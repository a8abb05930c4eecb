//! Record types for the persisted registry document

use serde::{Deserialize, Serialize};
use std::collections::BTreeMap;

/// A downstream CLI tool that reads the resolved provider and model.
///
/// The `to_string` and `FromStr` forms are part of the CLI and of the
/// persisted document, so they should remain stable.
#[derive(
    Debug,
    PartialEq,
    Eq,
    PartialOrd,
    Ord,
    Hash,
    Clone,
    Copy,
    Serialize,
    Deserialize,
    strum_macros::Display,
    strum_macros::EnumString,
    strum_macros::EnumIter,
)]
#[serde(rename_all = "camelCase")]
pub(crate) enum Consumer {
    #[strum(serialize = "codex")]
    Codex,
    #[strum(to_string = "claudeCode", serialize = "claude-code", serialize = "claude")]
    ClaudeCode,
}

/// The protocol family a provider speaks.
#[derive(
    Debug,
    Default,
    PartialEq,
    Eq,
    Hash,
    Clone,
    Copy,
    Serialize,
    Deserialize,
    strum_macros::Display,
    strum_macros::EnumString,
)]
pub(crate) enum ProviderClass {
    #[default]
    #[serde(rename = "openai-compatible")]
    #[strum(to_string = "openai-compatible", serialize = "openai")]
    OpenAICompatible,
    #[serde(rename = "anthropic")]
    #[strum(serialize = "anthropic")]
    Anthropic,
}

/// Request/response shape expected by an OpenAI-compatible connector.
#[derive(
    Debug,
    Default,
    PartialEq,
    Eq,
    Clone,
    Copy,
    Serialize,
    Deserialize,
    strum_macros::Display,
    strum_macros::EnumString,
)]
#[serde(rename_all = "lowercase")]
#[strum(serialize_all = "lowercase")]
pub(crate) enum WireApi {
    #[default]
    Chat,
    Responses,
}

#[derive(Debug, Default, PartialEq, Eq, Clone, Copy, Serialize, Deserialize)]
#[serde(rename_all = "camelCase", default)]
pub(crate) struct Capabilities {
    pub reasoning: bool,
    pub tool_use: bool,
    pub vision: bool,
    pub long_context: bool,
}

#[derive(Debug, PartialEq, Eq, Clone, Serialize, Deserialize)]
#[serde(rename_all = "camelCase")]
pub(crate) struct ModelEntry {
    /// Identifier sent to the vendor API. Never empty once persisted.
    pub vendor_model_id: String,
    #[serde(default)]
    pub capabilities: Capabilities,
}

impl ModelEntry {
    pub(crate) fn new(vendor_model_id: &str) -> ModelEntry {
        ModelEntry {
            vendor_model_id: vendor_model_id.to_string(),
            capabilities: Capabilities::default(),
        }
    }
}

/// The models a provider exposes. Insertion order is display order.
#[derive(Debug, Default, PartialEq, Eq, Clone, Serialize, Deserialize)]
pub(crate) struct Catalog {
    #[serde(default)]
    pub models: Vec<ModelEntry>,
}

impl Catalog {
    pub(crate) fn model_ids(&self) -> Vec<String> {
        self.models
            .iter()
            .map(|m| m.vendor_model_id.clone())
            .collect()
    }

    pub(crate) fn contains(&self, model_id: &str) -> bool {
        self.models.iter().any(|m| m.vendor_model_id == model_id)
    }

    /// Trims ids, then drops entries with an empty id and later duplicates,
    /// keeping order.
    pub(crate) fn dedup(&mut self) {
        let mut seen = std::collections::HashSet::new();

        for model in self.models.iter_mut() {
            let trimmed = model.vendor_model_id.trim();

            if trimmed.len() != model.vendor_model_id.len() {
                model.vendor_model_id = trimmed.to_string();
            }
        }

        self.models
            .retain(|m| !m.vendor_model_id.is_empty() && seen.insert(m.vendor_model_id.clone()));
    }
}

#[derive(Debug, Default, PartialEq, Eq, Clone, Serialize, Deserialize)]
#[serde(rename_all = "camelCase")]
pub(crate) struct Recommended {
    #[serde(default)]
    pub default_model_for: BTreeMap<Consumer, String>,
}

/// Consumer-specific connection details for one provider.
#[derive(Debug, Default, PartialEq, Eq, Clone, Serialize, Deserialize)]
pub(crate) struct Connector {
    #[serde(rename = "baseURL", default, skip_serializing_if = "Option::is_none")]
    pub base_url: Option<String>,
    #[serde(rename = "wireAPI", default)]
    pub wire_api: WireApi,
    #[serde(
        rename = "envKeyOrToken",
        default,
        skip_serializing_if = "Option::is_none"
    )]
    pub env_key_or_token: Option<String>,
    #[serde(
        rename = "modelAliases",
        default,
        skip_serializing_if = "BTreeMap::is_empty"
    )]
    pub model_aliases: BTreeMap<String, String>,
}

impl Connector {
    pub(crate) fn with_base_url(base_url: &str) -> Connector {
        Connector {
            base_url: Some(base_url.to_string()),
            ..Connector::default()
        }
    }

    /// Maps a model id through the connector's alias table.
    pub(crate) fn resolve_model<'a>(&'a self, model_id: &'a str) -> &'a str {
        self.model_aliases
            .get(model_id)
            .map(|s| s.as_str())
            .unwrap_or(model_id)
    }
}

#[derive(Debug, Default, PartialEq, Eq, Clone, Serialize, Deserialize)]
#[serde(rename_all = "camelCase")]
pub(crate) struct Provider {
    pub id: String,
    #[serde(default, skip_serializing_if = "Option::is_none")]
    pub name: Option<String>,
    #[serde(default)]
    pub class: ProviderClass,
    #[serde(default)]
    pub managed_flag: bool,
    #[serde(default, skip_serializing_if = "Option::is_none")]
    pub env_key_or_token: Option<String>,
    #[serde(default)]
    pub connectors: BTreeMap<Consumer, Connector>,
    #[serde(default, skip_serializing_if = "Option::is_none")]
    pub catalog: Option<Catalog>,
    #[serde(default, skip_serializing_if = "Option::is_none")]
    pub recommended: Option<Recommended>,
    #[serde(default, skip_serializing_if = "Option::is_none")]
    pub custom_icon: Option<String>,
}

impl Provider {
    pub(crate) fn blank(id: &str, class: ProviderClass) -> Provider {
        Provider {
            id: id.to_string(),
            class,
            ..Provider::default()
        }
    }

    pub(crate) fn display_name(&self) -> &str {
        self.name.as_deref().unwrap_or(&self.id)
    }

    pub(crate) fn model_ids(&self) -> Vec<String> {
        self.catalog
            .as_ref()
            .map(|c| c.model_ids())
            .unwrap_or_default()
    }

    pub(crate) fn recommended_default(&self, consumer: Consumer) -> Option<&str> {
        self.recommended
            .as_ref()
            .and_then(|r| r.default_model_for.get(&consumer))
            .map(|s| s.as_str())
    }

    /// The credential field to probe with: the provider-level value wins.
    pub(crate) fn effective_credential_field(&self, consumer: Consumer) -> Option<&str> {
        non_empty(self.env_key_or_token.as_deref()).or_else(|| {
            self.connectors
                .get(&consumer)
                .and_then(|c| non_empty(c.env_key_or_token.as_deref()))
        })
    }

    /// Clears connector-level credentials shadowed by a provider-level one.
    pub(crate) fn normalize_credentials(&mut self) {
        if non_empty(self.env_key_or_token.as_deref()).is_none() {
            self.env_key_or_token = None;
            return;
        }

        for connector in self.connectors.values_mut() {
            connector.env_key_or_token = None;
        }
    }
}

fn non_empty(value: Option<&str>) -> Option<&str> {
    value.filter(|v| !v.trim().is_empty())
}

/// Process-wide record of the active provider and model per consumer.
#[derive(Debug, Default, PartialEq, Eq, Clone, Serialize, Deserialize)]
#[serde(rename_all = "camelCase")]
pub(crate) struct Bindings {
    #[serde(default)]
    pub active_provider: BTreeMap<Consumer, String>,
    #[serde(default)]
    pub default_model: BTreeMap<Consumer, String>,
}

impl Bindings {
    pub(crate) fn active_provider(&self, consumer: Consumer) -> Option<&str> {
        self.active_provider.get(&consumer).map(|s| s.as_str())
    }

    pub(crate) fn default_model(&self, consumer: Consumer) -> Option<&str> {
        self.default_model.get(&consumer).map(|s| s.as_str())
    }

    /// Removes every binding that references `provider_id`. Returns the
    /// consumers that lost their active provider.
    pub(crate) fn release_provider(&mut self, provider_id: &str) -> Vec<Consumer> {
        let released: Vec<Consumer> = self
            .active_provider
            .iter()
            .filter(|(_, id)| id.as_str() == provider_id)
            .map(|(consumer, _)| *consumer)
            .collect();

        for consumer in &released {
            self.active_provider.remove(consumer);
            self.default_model.remove(consumer);
        }

        released
    }
}

#[cfg(test)]
mod tests {
    use super::*;
    use std::str::FromStr;

    #[test]
    fn test_consumer_forms() {
        assert_eq!(Consumer::ClaudeCode.to_string(), "claudeCode");
        assert_eq!(Consumer::from_str("claude-code").unwrap(), Consumer::ClaudeCode);
        assert_eq!(Consumer::from_str("codex").unwrap(), Consumer::Codex);
        assert!(Consumer::from_str("gemini").is_err());

        assert_eq!(
            serde_json::to_string(&Consumer::ClaudeCode).unwrap(),
            "\"claudeCode\""
        );
    }

    #[test]
    fn test_provider_document_shape() {
        let mut provider = Provider::blank("gw", ProviderClass::Anthropic);
        provider
            .connectors
            .insert(Consumer::ClaudeCode, Connector::with_base_url("https://gw.example.com"));

        let value = serde_json::to_value(&provider).unwrap();

        assert_eq!(value["class"], "anthropic");
        assert_eq!(value["managedFlag"], false);
        assert_eq!(
            value["connectors"]["claudeCode"]["baseURL"],
            "https://gw.example.com"
        );
        assert_eq!(value["connectors"]["claudeCode"]["wireAPI"], "chat");
        assert!(value.get("catalog").is_none());
    }

    #[test]
    fn test_provider_credential_wins() {
        let mut provider = Provider::blank("p", ProviderClass::OpenAICompatible);
        provider.env_key_or_token = Some("OPENAI_API_KEY".to_string());

        let mut connector = Connector::with_base_url("https://api.example.com");
        connector.env_key_or_token = Some("OTHER_KEY".to_string());
        provider.connectors.insert(Consumer::Codex, connector);

        assert_eq!(
            provider.effective_credential_field(Consumer::Codex),
            Some("OPENAI_API_KEY")
        );

        provider.normalize_credentials();

        assert_eq!(provider.connectors[&Consumer::Codex].env_key_or_token, None);
    }

    #[test]
    fn test_connector_credential_kept_without_provider_value() {
        let mut provider = Provider::blank("p", ProviderClass::OpenAICompatible);
        provider.env_key_or_token = Some("  ".to_string());

        let mut connector = Connector::default();
        connector.env_key_or_token = Some("CODEX_KEY".to_string());
        provider.connectors.insert(Consumer::Codex, connector);

        provider.normalize_credentials();

        assert_eq!(provider.env_key_or_token, None);
        assert_eq!(
            provider.effective_credential_field(Consumer::Codex),
            Some("CODEX_KEY")
        );
    }

    #[test]
    fn test_catalog_dedup() {
        let mut catalog = Catalog {
            models: vec![
                ModelEntry::new("a"),
                ModelEntry::new(""),
                ModelEntry::new(" b "),
                ModelEntry::new("a"),
                ModelEntry::new("b"),
            ],
        };

        catalog.dedup();

        assert_eq!(catalog.model_ids(), vec!["a", "b"]);
    }

    #[test]
    fn test_model_aliases() {
        let mut connector = Connector::default();
        connector
            .model_aliases
            .insert("sonnet".to_string(), "claude-sonnet-4-5".to_string());

        assert_eq!(connector.resolve_model("sonnet"), "claude-sonnet-4-5");
        assert_eq!(connector.resolve_model("opus"), "opus");
    }

    #[test]
    fn test_release_provider() {
        let mut bindings = Bindings::default();
        bindings.active_provider.insert(Consumer::Codex, "a".to_string());
        bindings.default_model.insert(Consumer::Codex, "m".to_string());
        bindings
            .active_provider
            .insert(Consumer::ClaudeCode, "b".to_string());

        assert_eq!(bindings.release_provider("a"), vec![Consumer::Codex]);
        assert_eq!(bindings.active_provider(Consumer::Codex), None);
        assert_eq!(bindings.default_model(Consumer::Codex), None);
        assert_eq!(bindings.active_provider(Consumer::ClaudeCode), Some("b"));
    }
}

---

**WHAT IS NEEDED:**
Check each line of the entries for the string "connectors". Copy the lines that have it.

**SOLUTION FOR THIS EXERCISE:**
    pub connectors: BTreeMap<Consumer, Connector>,
            self.connectors
        for connector in self.connectors.values_mut() {
            .connectors
            value["connectors"]["claudeCode"]["baseURL"],
        assert_eq!(value["connectors"]["claudeCode"]["wireAPI"], "chat");
        provider.connectors.insert(Consumer::Codex, connector);
        assert_eq!(provider.connectors[&Consumer::Codex].env_key_or_token, None);
        provider.connectors.insert(Consumer::Codex, connector);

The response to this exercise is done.